Internet-Draft Precise Priority-based Flow Control Noti June 2026
Xiong & Zhu Expires 14 December 2026 [Page]
Workgroup:
tsvwg
Internet-Draft:
draft-xz-rtgwg-ppfc-notification-00
Published:
Intended Status:
Standards Track
Expires:
Authors:
Q. Xiong
ZTE Corporation
X. Zhu
ZTE Corporation

Precise Priority-based Flow Control Notification

Abstract

This document specifies the notification mechanism for Precise Priority-based Flow Control (PPFC), defining the message formats and network actions for communicating congestion information among network nodes. The PPFC notification enables rapid congestion signaling, allowing per-flow flow control for traffic from source.

Status of This Memo

This Internet-Draft is submitted in full conformance with the provisions of BCP 78 and BCP 79.

Internet-Drafts are working documents of the Internet Engineering Task Force (IETF). Note that other groups may also distribute working documents as Internet-Drafts. The list of current Internet-Drafts is at https://datatracker.ietf.org/drafts/current/.

Internet-Drafts are draft documents valid for a maximum of six months and may be updated, replaced, or obsoleted by other documents at any time. It is inappropriate to use Internet-Drafts as reference material or to cite them other than as "work in progress."

This Internet-Draft will expire on 14 December 2026.

Table of Contents

1. Introduction

Driven by the rapid development of big data and artificial intelligence (AI) technologies, the demand for high-performance and low-latency data transmission has become critical across various industries. Data transfers typically rely on transport layer protocols such as the Transmission Control Protocol (TCP), Quick UDP Internet Connections (QUIC), or Remote Direct Memory Access over Converged Ethernet (RoCEv2). These protocols primarily employ end-to-end congestion control algorithms, which adjust sending rates based on network status feedback by manipulating congestion windows. Traditional end-to-end congestion control mechanisms depend on signals such as:

A fundamental limitation of these end-to-end approaches is that the congestion feedback path is coupled with the data return path. When congestion occurs, the notification must traverse the reverse path to the sender, incurring at least one RTT of delay. In long-distance or highly dynamic networks, this delay prevents timely rate adjustment, leading to prolonged congestion, increased latency, and packet loss.

1.1. Motivation and Overview

Precise Priority-based Flow Control (PPFC) can address this limitation by enabling per-flow control to instantly pause the traffic sources based on explicit notifications from the network. The proposed PPFC mechanism operates as follows: When a network node (e.g., a switch or router) detects congestion it can generate a PPFC Notification message. This message is sent to the ingress gateway(s) from which the congested flows originated.
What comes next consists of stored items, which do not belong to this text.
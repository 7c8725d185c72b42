// Copyright 2026 the FemiNova Authors
// SPDX-License-Identifier: Apache-2.0 OR MIT

//! Affirmation of the day.

use feminova_backend_web::fetch_affirmation;
use feminova_core::affirmation::{SOURCE_URL, display_text};
use feminova_core::rng::Lcg64;
use web_sys::{Document, console};

use crate::dom;

/// Fetches the affirmation in the background and shows it, or a fallback,
/// in `#affirmationText`.
pub(crate) fn load(document: &Document) {
    let Some(target) = dom::by_id(document, "affirmationText") else {
        return;
    };
    wasm_bindgen_futures::spawn_local(async move {
        let fetched = fetch_affirmation(SOURCE_URL).await;
        if let Err(err) = &fetched {
            console::debug_1(&alloc::format!("affirmation: using fallback ({err})").into());
        }
        let mut rng = Lcg64::new(feminova_backend_web::random_seed());
        target.set_text_content(Some(&display_text(fetched.as_deref().ok(), &mut rng)));
    });
}
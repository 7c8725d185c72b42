// Copyright 2026 the FemiNova Authors
// SPDX-License-Identifier: Apache-2.0 OR MIT

//! Team roster cards.

use alloc::format;
use alloc::string::String;

use feminova_core::team::{Member, roster};
use wasm_bindgen::JsValue;
use web_sys::Document;

use crate::dom;

/// Escapes text for use in element content and quoted attributes.
#[must_use]
pub fn escape(text: &str) -> String {
    let mut out = String::with_capacity(text.len());
    for ch in text.chars() {
        match ch {
            '&' => out.push_str("&amp;"),
            '<' => out.push_str("&lt;"),
            '>' => out.push_str("&gt;"),
            '"' => out.push_str("&quot;"),
            '\'' => out.push_str("&#39;"),
            _ => out.push(ch),
        }
    }
    out
}

/// Builds the card for one member. Cards carry the `reveal` class so they
/// fade in with the rest of the page.
#[must_use]
pub fn card_markup(member: &Member<'_>) -> String {
    let name = escape(member.name);
    let email = escape(member.email);
    format!(
        concat!(
            "<div class=\"bg-white rounded-xl p-6 shadow-lg hover:shadow-xl transition-shadow reveal\">",
            "<div class=\"text-center\">",
            "<div class=\"w-20 h-20 bg-pink-600 text-white rounded-full flex items-center justify-center text-xl font-bold mx-auto mb-4\">{initials}</div>",
            "<h3 class=\"text-xl font-semibold text-gray-800 mb-2\">{name}</h3>",
            "<a href=\"mailto:{email}\" class=\"text-pink-600 hover:text-pink-800 transition-colors text-sm\">{email}</a>",
            "</div></div>"
        ),
        initials = escape(&member.initials()),
        name = name,
        email = email,
    )
}

/// Renders the roster into `#teamContainer`, if the page has one.
pub(crate) fn render(document: &Document) -> Result<(), JsValue> {
    let Some(container) = dom::by_id(document, "teamContainer") else {
        return Ok(());
    };
    let markup: String = roster().iter().map(card_markup).collect();
    container.set_inner_html(&markup);
    Ok(())
}

#[cfg(test)]
mod tests {
    use super::*;

    #[test]
    fn card_shows_initials_name_and_mail_link() {
        let card = card_markup(&Member::parse("Rin Marquiso|rin.marquiso@feminova.org"));
        assert!(card.contains(">RM</div>"));
        assert!(card.contains("<h3 class=\"text-xl font-semibold text-gray-800 mb-2\">Rin Marquiso</h3>"));
        assert!(card.contains("href=\"mailto:rin.marquiso@feminova.org\""));
        assert!(card.contains("transition-shadow reveal\""));
    }

    #[test]
    fn markup_is_escaped() {
        let card = card_markup(&Member::parse("A <b>&Co|x\"@y"));
        assert!(card.contains("A &lt;b&gt;&amp;Co"));
        assert!(card.contains("mailto:x&quot;@y"));
        assert_eq!(escape("it's"), "it&#39;s");
    }
}
// Copyright 2026 the FemiNova Authors
// SPDX-License-Identifier: Apache-2.0 OR MIT

//! Abbreviated and expanded number formatting.

use alloc::format;
use alloc::string::{String, ToString as _};

const THOUSAND: u64 = 1_000;
const MILLION: u64 = 1_000_000;

/// Formats `n` for display.
///
/// - `expanded`: the full integer with comma thousands separators
///   (`1,234,567`).
/// - otherwise `n >= 1_000_000`: millions to one decimal with an `M` suffix
///   (`2.3M`); `n >= 1_000`: thousands to one decimal with a `K` suffix
///   (`1.5K`); smaller values as a plain integer.
///
/// The decimal is rounded half up, so `1_050` abbreviates to `1.1K`.
#[must_use]
pub fn format(n: u64, expanded: bool) -> String {
    if expanded {
        group_thousands(n)
    } else if n >= MILLION {
        one_decimal(n, MILLION, 'M')
    } else if n >= THOUSAND {
        one_decimal(n, THOUSAND, 'K')
    } else {
        n.to_string()
    }
}

/// Parses text produced by [`format`] back into the value it shows.
///
/// Abbreviated text resolves to its rounded value (`"1.5K"` → `1500`).
/// Returns `None` for anything that is not a formatted count.
#[must_use]
pub fn parse_display(text: &str) -> Option<u64> {
    let text = text.trim();
    let (body, unit) = match text.as_bytes().last()? {
        b'M' => (&text[..text.len() - 1], MILLION),
        b'K' => (&text[..text.len() - 1], THOUSAND),
        _ => (text, 1),
    };

    let (whole, frac) = match body.split_once('.') {
        Some((w, f)) => (w, f),
        None => (body, ""),
    };
    if whole.is_empty() || frac.len() > 6 {
        return None;
    }

    let mut value: u128 = 0;
    for b in whole.bytes() {
        match b {
            b'0'..=b'9' => {
                value = value
                    .checked_mul(10)?
                    .checked_add(u128::from(b - b'0'))?;
            }
            b',' if unit == 1 => {}
            _ => return None,
        }
    }
    value = value.checked_mul(u128::from(unit))?;

    let mut scale = u128::from(unit);
    for b in frac.bytes() {
        if !b.is_ascii_digit() {
            return None;
        }
        scale /= 10;
        value = value.checked_add(u128::from(b - b'0') * scale)?;
    }
    u64::try_from(value).ok()
}

/// Returns `true` for glyphs that take part in the rolling-digit effect.
#[inline]
#[must_use]
pub fn is_rolling_glyph(ch: char) -> bool {
    ch.is_ascii_digit() || ch == ','
}

fn group_thousands(n: u64) -> String {
    let digits = n.to_string();
    let mut out = String::with_capacity(digits.len() + digits.len() / 3);
    for (i, ch) in digits.chars().enumerate() {
        if i > 0 && (digits.len() - i) % 3 == 0 {
            out.push(',');
        }
        out.push(ch);
    }
    out
}

fn one_decimal(n: u64, unit: u64, suffix: char) -> String {
    let unit = u128::from(unit);
    let tenths = (u128::from(n) * 10 + unit / 2) / unit;
    format!("{}.{}{suffix}", tenths / 10, tenths % 10)
}

#[cfg(test)]
mod tests {
    use super::*;

    #[test]
    fn small_values_are_plain() {
        assert_eq!(format(0, false), "0");
        assert_eq!(format(999, false), "999");
    }

    #[test]
    fn thousands_and_millions_abbreviate() {
        assert_eq!(format(1_000, false), "1.0K");
        assert_eq!(format(1_500, false), "1.5K");
        assert_eq!(format(1_050, false), "1.1K");
        assert_eq!(format(1_049, false), "1.0K");
        assert_eq!(format(100_000, false), "100.0K");
        assert_eq!(format(999_999, false), "1000.0K");
        assert_eq!(format(1_000_000, false), "1.0M");
        assert_eq!(format(2_300_000, false), "2.3M");
        assert_eq!(format(12_345_678, false), "12.3M");
    }

    #[test]
    fn expanded_groups_thousands() {
        assert_eq!(format(0, true), "0");
        assert_eq!(format(999, true), "999");
        assert_eq!(format(1_500, true), "1,500");
        assert_eq!(format(100_000, true), "100,000");
        assert_eq!(format(1_234_567, true), "1,234,567");
        assert_eq!(format(u64::MAX, true), "18,446,744,073,709,551,615");
    }

    #[test]
    fn parse_display_reads_every_form() {
        assert_eq!(parse_display("999"), Some(999));
        assert_eq!(parse_display("1.5K"), Some(1_500));
        assert_eq!(parse_display("2.3M"), Some(2_300_000));
        assert_eq!(parse_display("1,234,567"), Some(1_234_567));
        assert_eq!(parse_display("100.0K"), Some(100_000));
    }

    #[test]
    fn parse_display_rejects_garbage() {
        assert_eq!(parse_display(""), None);
        assert_eq!(parse_display("K"), None);
        assert_eq!(parse_display("1.5X"), None);
        assert_eq!(parse_display("1,5K"), None);
        assert_eq!(parse_display(".5K"), None);
        assert_eq!(parse_display(&"9".repeat(43)), None, "overflows u128");
        assert_eq!(parse_display(&("9".repeat(38) + "M")), None, "overflows once scaled");
        assert_eq!(parse_display("18446744073709551616"), None, "u64::MAX + 1");
        assert_eq!(parse_display("18,446,744,073,709,551,615"), Some(u64::MAX));
    }

    #[test]
    fn rolling_glyphs_are_digits_and_commas() {
        assert!(is_rolling_glyph('7'));
        assert!(is_rolling_glyph(','));
        assert!(!is_rolling_glyph('.'));
        assert!(!is_rolling_glyph('K'));
    }
}
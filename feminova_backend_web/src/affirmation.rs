// Copyright 2026 the FemiNova Authors
// SPDX-License-Identifier: Apache-2.0 OR MIT

//! Affirmation request.

use alloc::format;
use alloc::string::String;

use serde::Deserialize;
use wasm_bindgen::JsCast as _;
use wasm_bindgen::JsValue;
use wasm_bindgen_futures::JsFuture;
use web_sys::Response;

/// Why an affirmation could not be fetched.
#[derive(Debug, thiserror::Error)]
pub enum AffirmationError {
    /// No window, or the request or body read rejected.
    #[error("request failed: {0}")]
    Network(String),
    /// The server answered with a non-success status.
    #[error("unexpected status {0}")]
    Status(u16),
    /// The body was not the expected JSON.
    #[error("malformed payload: {0}")]
    Json(#[from] serde_json::Error),
    /// The payload had no usable affirmation.
    #[error("payload has no affirmation")]
    Empty,
}

impl From<JsValue> for AffirmationError {
    fn from(value: JsValue) -> Self {
        Self::Network(format!("{value:?}"))
    }
}

#[derive(Deserialize)]
struct Payload {
    #[serde(default)]
    affirmation: Option<String>,
}

/// Extracts the affirmation from a response body.
pub fn parse_payload(body: &str) -> Result<String, AffirmationError> {
    let payload: Payload = serde_json::from_str(body)?;
    match payload.affirmation {
        Some(text) if !text.trim().is_empty() => Ok(text),
        _ => Err(AffirmationError::Empty),
    }
}

/// Fetches `url` and returns its affirmation.
pub async fn fetch_affirmation(url: &str) -> Result<String, AffirmationError> {
    let window =
        web_sys::window().ok_or_else(|| AffirmationError::Network(String::from("no window")))?;
    let response: Response = JsFuture::from(window.fetch_with_str(url))
        .await?
        .dyn_into()?;
    if !response.ok() {
        return Err(AffirmationError::Status(response.status()));
    }
    let body = JsFuture::from(response.text()?)
        .await?
        .as_string()
        .ok_or(AffirmationError::Empty)?;
    parse_payload(&body)
}

#[cfg(test)]
mod tests {
    use super::*;

    #[test]
    fn reads_affirmation_field() {
        let text = parse_payload(r#"{"affirmation":"You are enough."}"#).expect("valid payload");
        assert_eq!(text, "You are enough.");
    }

    #[test]
    fn missing_or_blank_field_is_empty() {
        assert!(matches!(parse_payload("{}"), Err(AffirmationError::Empty)));
        assert!(matches!(
            parse_payload(r#"{"affirmation":"  "}"#),
            Err(AffirmationError::Empty)
        ));
    }

    #[test]
    fn garbage_is_json_error() {
        assert!(matches!(parse_payload("<html>"), Err(AffirmationError::Json(_))));
    }
}
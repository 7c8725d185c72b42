// Copyright 2026 the FemiNova Authors
// SPDX-License-Identifier: Apache-2.0 OR MIT

//! Impact counter wired to the page.
//!
//! Two host callbacks drive the counter: a [`DeadlineTimer`] for growth,
//! glyph and click-feedback deadlines, and a [`FrameLoop`] that runs only
//! while an animation is in flight.

use alloc::rc::Rc;
use core::cell::RefCell;

use feminova_backend_web::{ConsoleSink, DeadlineTimer, DomCounterView, FrameLoop};
use feminova_core::counter::{AnimationToken, CounterConfig, FrameStatus, ImpactCounter};
use feminova_core::trace::Tracer;
use wasm_bindgen::{JsCast as _, JsValue};
use web_sys::{Document, HtmlElement};

use crate::dom;

/// The element showing the count.
const SELECTOR: &str = "[data-counter=\"women-impacted\"]";

struct CounterState {
    counter: ImpactCounter,
    view: DomCounterView,
    /// Animation the frame loop is delivering to.
    token: Option<AnimationToken>,
}

/// Starts the counter, if the page has one.
pub(crate) fn init(document: &Document) -> Result<(), JsValue> {
    let Some(element) = document.query_selector(SELECTOR)? else {
        return Ok(());
    };
    let Ok(element) = element.dyn_into::<HtmlElement>() else {
        return Ok(());
    };

    let state = Rc::new(RefCell::new(CounterState {
        counter: ImpactCounter::new(
            CounterConfig::site(),
            feminova_backend_web::wall_now(),
            feminova_backend_web::random_seed(),
        ),
        view: DomCounterView::new(element.clone()),
        token: None,
    }));

    let weak = Rc::downgrade(&state);
    let frames = Rc::new(FrameLoop::new(move |now| {
        let Some(state) = weak.upgrade() else {
            return false;
        };
        let mut state = state.borrow_mut();
        let CounterState {
            counter,
            view,
            token,
        } = &mut *state;
        let Some(current) = *token else {
            return false;
        };
        let mut sink = ConsoleSink;
        match counter.frame(current, now, view, &mut Tracer::new(&mut sink)) {
            FrameStatus::Running => true,
            FrameStatus::Finished | FrameStatus::Stale => {
                *token = None;
                false
            }
        }
    }));

    let weak = Rc::downgrade(&state);
    let timer_frames = Rc::clone(&frames);
    let timer = DeadlineTimer::new(move |now| {
        let state = weak.upgrade()?;
        let mut state = state.borrow_mut();
        let CounterState {
            counter,
            view,
            token,
        } = &mut *state;
        let mut sink = ConsoleSink;
        if let Some(started) = counter.advance(now, view, &mut Tracer::new(&mut sink)) {
            *token = Some(started);
            timer_frames.start();
        }
        counter.next_deadline()
    });

    {
        let mut guard = state.borrow_mut();
        let CounterState { counter, view, .. } = &mut *guard;
        counter.start(feminova_backend_web::now(), view);
        timer.arm(counter.next_deadline());
    }

    dom::listen(&element, "click", move |_event| {
        let next = {
            let mut guard = state.borrow_mut();
            let CounterState {
                counter,
                view,
                token,
            } = &mut *guard;
            let mut sink = ConsoleSink;
            let started = counter.click(
                feminova_backend_web::now(),
                view,
                &mut Tracer::new(&mut sink),
            );
            *token = Some(started);
            counter.next_deadline()
        };
        frames.start();
        timer.arm(next);
    })
}
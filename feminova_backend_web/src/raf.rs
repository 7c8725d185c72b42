// Copyright 2026 the FemiNova Authors
// SPDX-License-Identifier: Apache-2.0 OR MIT

//! `requestAnimationFrame` frame source.
//!
//! [`FrameLoop`] calls back once per animation frame with the frame's
//! [`DOMHighResTimeStamp`][mdn] converted to microsecond [`HostTime`] ticks.
//! The callback decides whether the loop continues, so an animation that
//! finished (or went stale) stops requesting frames on its own.
//!
//! [mdn]: https://developer.mozilla.org/en-US/docs/Web/API/DOMHighResTimeStamp
//! [`HostTime`]: feminova_core::time::HostTime

use alloc::boxed::Box;
use alloc::rc::Rc;
use core::cell::{Cell, RefCell};

use wasm_bindgen::closure::Closure;
use wasm_bindgen::prelude::*;

use feminova_core::time::HostTime;

// Direct global bindings instead of `web_sys::Window` methods; avoids
// fetching the Window/Performance objects on every frame.
#[wasm_bindgen]
extern "C" {
    #[wasm_bindgen(js_namespace = performance, js_name = "now")]
    pub(crate) fn performance_now() -> f64;

    #[wasm_bindgen(js_name = "requestAnimationFrame")]
    fn request_animation_frame(callback: &JsValue) -> i32;

    #[wasm_bindgen(js_name = "cancelAnimationFrame")]
    fn cancel_animation_frame(id: i32);
}

/// A `requestAnimationFrame` loop.
///
/// Create with [`FrameLoop::new`], then call [`start`](Self::start) to begin
/// receiving callbacks. The loop re-registers itself each frame while the
/// callback returns `true`, until [`stop`](Self::stop) is called, or until the
/// `FrameLoop` is dropped.
pub struct FrameLoop {
    inner: Rc<FrameInner>,
}

type FrameClosure = Closure<dyn FnMut(f64)>;

struct FrameInner {
    /// The JS closure registered with `requestAnimationFrame`.
    ///
    /// Stored in its own `RefCell` so it can be set once and referenced from
    /// inside itself without conflicting with `callback`.
    closure: RefCell<Option<FrameClosure>>,

    /// Receives each frame's time; returns `false` to stop the loop.
    callback: RefCell<Box<dyn FnMut(HostTime) -> bool>>,

    /// Frames delivered since creation.
    frame_counter: Cell<u64>,

    running: Cell<bool>,

    /// The ID returned by the most recent `requestAnimationFrame` call.
    raf_id: Cell<i32>,
}

impl FrameLoop {
    /// Creates a new `FrameLoop` that is **not yet running**.
    pub fn new(callback: impl FnMut(HostTime) -> bool + 'static) -> Self {
        let inner = Rc::new(FrameInner {
            closure: RefCell::new(None),
            callback: RefCell::new(Box::new(callback)),
            frame_counter: Cell::new(0),
            running: Cell::new(false),
            raf_id: Cell::new(0),
        });

        let weak = Rc::downgrade(&inner);
        let closure = Closure::wrap(Box::new(move |timestamp_ms: f64| {
            let Some(inner) = weak.upgrade() else {
                return;
            };
            if !inner.running.get() {
                return;
            }

            inner.frame_counter.set(inner.frame_counter.get() + 1);
            let keep_going = inner.callback.borrow_mut()(HostTime::from_millis_f64(timestamp_ms));

            if !keep_going {
                inner.running.set(false);
                return;
            }
            if inner.running.get()
                && let Some(ref closure) = *inner.closure.borrow()
            {
                let id = request_animation_frame(closure.as_ref().unchecked_ref());
                inner.raf_id.set(id);
            }
        }) as Box<dyn FnMut(f64)>);
        *inner.closure.borrow_mut() = Some(closure);

        Self { inner }
    }

    /// Starts the loop.
    ///
    /// If already running, this is a no-op, so it is safe to call for every
    /// animation start.
    pub fn start(&self) {
        if self.inner.running.get() {
            return;
        }
        self.inner.running.set(true);
        if let Some(ref closure) = *self.inner.closure.borrow() {
            let id = request_animation_frame(closure.as_ref().unchecked_ref());
            self.inner.raf_id.set(id);
        }
    }

    /// Stops the loop, cancelling the pending callback. Can be restarted by
    /// calling [`start`](Self::start) again.
    pub fn stop(&self) {
        if !self.inner.running.get() {
            return;
        }
        self.inner.running.set(false);
        cancel_animation_frame(self.inner.raf_id.get());
    }

    /// Returns `true` if the loop is currently running.
    #[must_use]
    pub fn is_running(&self) -> bool {
        self.inner.running.get()
    }
}

impl Drop for FrameLoop {
    fn drop(&mut self) {
        self.stop();
        // Drop the JS closure so it doesn't leak.
        self.inner.closure.borrow_mut().take();
    }
}

impl core::fmt::Debug for FrameLoop {
    fn fmt(&self, f: &mut core::fmt::Formatter<'_>) -> core::fmt::Result {
        f.debug_struct("FrameLoop")
            .field("running", &self.inner.running.get())
            .field("frame_counter", &self.inner.frame_counter.get())
            .finish_non_exhaustive()
    }
}
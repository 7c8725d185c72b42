// Copyright 2026 the FemiNova Authors
// SPDX-License-Identifier: Apache-2.0 OR MIT

//! Team roster.

use alloc::string::String;
use alloc::vec::Vec;

/// The roster as `Name|email` entries, in display order.
pub const ROSTER: &[&str] = &[
    "AR Cagna-an|ar.cagnaan@feminova.org",
    "Chester Ivan Mamaran|chester.mamaran@feminova.org",
    "Christine Wasquin|christine.wasquin@feminova.org",
    "Eljhann Abanggan|eljhann.abanggan@feminova.org",
    "Jethro Arañez|jethro.aranez@feminova.org",
    "Kent Dave R. Pilar|kent.pilar@feminova.org",
    "Kurt Dave Resma|kurt.resma@feminova.org",
    "Lurense Reloj|lurense.reloj@feminova.org",
    "Reinna Nianga|reinna.nianga@feminova.org",
    "Rin Marquiso|rin.marquiso@feminova.org",
    "RJ Angelo Moniset|rj.moniset@feminova.org",
];

/// One team member.
#[derive(Clone, Debug, PartialEq, Eq)]
pub struct Member<'a> {
    /// Display name.
    pub name: &'a str,
    /// Contact address; empty when the entry has none.
    pub email: &'a str,
}

impl<'a> Member<'a> {
    /// Parses a `Name|email` entry. Surrounding whitespace is dropped.
    #[must_use]
    pub fn parse(entry: &'a str) -> Self {
        let (name, email) = entry.split_once('|').unwrap_or((entry, ""));
        Self {
            name: name.trim(),
            email: email.trim(),
        }
    }

    /// Returns up to two initials: the first character of each word of the
    /// name, taken from the first two words.
    #[must_use]
    pub fn initials(&self) -> String {
        self.name
            .split_whitespace()
            .filter_map(|word| word.chars().next())
            .take(2)
            .collect()
    }
}

/// Parses every entry of `entries`.
pub fn members<'a>(entries: &'a [&'a str]) -> impl Iterator<Item = Member<'a>> + 'a {
    entries.iter().map(|e| Member::parse(e))
}

/// Parses the site roster.
#[must_use]
pub fn roster() -> Vec<Member<'static>> {
    members(ROSTER).collect()
}

#[cfg(test)]
mod tests {
    use super::*;

    #[test]
    fn parses_name_and_email() {
        let m = Member::parse("Rin Marquiso|rin.marquiso@feminova.org");
        assert_eq!(m.name, "Rin Marquiso");
        assert_eq!(m.email, "rin.marquiso@feminova.org");
    }

    #[test]
    fn missing_email_is_empty() {
        let m = Member::parse("Solo Name");
        assert_eq!(m.name, "Solo Name");
        assert_eq!(m.email, "");
    }

    #[test]
    fn initials_take_first_two_words() {
        assert_eq!(Member::parse("Kent Dave R. Pilar|x").initials(), "KD");
        assert_eq!(Member::parse("AR Cagna-an|x").initials(), "AC");
        assert_eq!(Member::parse("Cher|x").initials(), "C");
        assert_eq!(Member::parse("Ñino Arañez|x").initials(), "ÑA");
    }

    #[test]
    fn roster_has_eleven_members() {
        let all = roster();
        assert_eq!(all.len(), 11);
        assert!(all.iter().all(|m| m.email.ends_with("@feminova.org")));
        assert_eq!(all[0].initials(), "AC");
        assert_eq!(all[10].initials(), "RA");
    }
}
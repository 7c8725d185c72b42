// Copyright 2026 the FemiNova Authors
// SPDX-License-Identifier: Apache-2.0 OR MIT

//! Navigation bar wired to window scroll.

use alloc::rc::Rc;
use core::cell::RefCell;

use feminova_backend_web::{FrameLoop, prefers_reduced_motion};
use feminova_core::navbar::{Navbar, NavbarAppearance, NavbarConfig};
use wasm_bindgen::JsValue;
use web_sys::{Document, Element, Window};

use crate::dom;

fn apply(nav: &Element, appearance: NavbarAppearance) {
    let list = nav.class_list();
    for (class, on) in appearance.classes() {
        let _ = list.toggle_with_force(class, on);
    }
}

fn scroll_y(window: &Window) -> f64 {
    window.scroll_y().unwrap_or(0.0)
}

/// Hooks the first `<nav>` up to scrolling. Does nothing under reduced
/// motion or on pages without a `<nav>`.
pub(crate) fn init(document: &Document) -> Result<(), JsValue> {
    if prefers_reduced_motion() {
        return Ok(());
    }
    let Some(nav) = document.query_selector("nav")? else {
        return Ok(());
    };
    let window = dom::window()?;

    let navbar = Rc::new(RefCell::new(Navbar::new(
        NavbarConfig::site(),
        scroll_y(&window),
    )));
    apply(&nav, navbar.borrow_mut().update(scroll_y(&window)));

    let frame_state = Rc::clone(&navbar);
    let frame_window = window.clone();
    let frame_nav = nav.clone();
    let frames = FrameLoop::new(move |_now| {
        let appearance = frame_state.borrow_mut().frame(scroll_y(&frame_window));
        apply(&frame_nav, appearance);
        false
    });

    dom::listen(&window, "scroll", move |_event| {
        if navbar.borrow_mut().on_scroll() {
            frames.start();
        }
    })
}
The notification contains key information such as:

  • The congested destination identifier (e.g., IP address).

  • A recommended flow control action (e.g., PAUSE) and its duration.

  • Optional context about the congestion severity.

This document specifies the notification mechanism for PPFC, defining the message formats and network actions for communicating congestion information. The PPFC notification enables rapid congestion signaling, allowing per-flow flow control for traffic from source.

2. Conventions Used in This Document

2.1. Abbreviations

RTT: Round-Trip Time

TCP: Transfer Control Protocol

RDMA: Remote Direct Memory Access Round-Trip Time

QUIC: Quick UDP Internet Connections

ECN: Explicit Congestion Notification

PFC: Priority-based Flow Control

PPFC: Precise Priority-based Flow Control

RoCEv2: RDMA over Converged Ethernet version 2

QP: Queue Pair

2.2. Requirements Language

The key words "MUST", "MUST NOT", "REQUIRED", "SHALL", "SHALL NOT", "SHOULD", "SHOULD NOT", "RECOMMENDED", "NOT RECOMMENDED", "MAY", and "OPTIONAL" in this document are to be interpreted as described in BCP 14 [RFC2119] [RFC8174] when, and only when, they appear in all capitals, as shown here.

3. PPFC Notification

When the per-flow congestion occurs at Node Y, it will trigger the PPFC notification in ICMP or UDP message to the ingress or the gateway or the client in RoCEv2 message. This document defines the message formats and network actions for communicating congestion information to the ingress or the gateway.

 PPFC Notification in RoCEv2           PPFC Notification
         **************************************************
         *                    *                           *
         *                    *                           *
         *                    *                           *
         V                    V                           *
    +--------+ Traffic     +-------+     +-------+     +---+---+     +-------+
    |Client A|<----------->|Gateway|<--->|Node X |<--->|Node Y |<--->|Server |
    +--------+      +----->+-------+     +-------+     +-------+     +-------+
             Traffic|                                 Congestion
    +--------+      |                                   Occurs
    |Client B+<-----+
    +--------+

                         Figure 1: PPFC Notification

4. PPFC Notification Message Formats

4.1. ICMP Message Format

The PPFC Notification message sent from gateway may be a ICMP message which is formatted as Figure 2.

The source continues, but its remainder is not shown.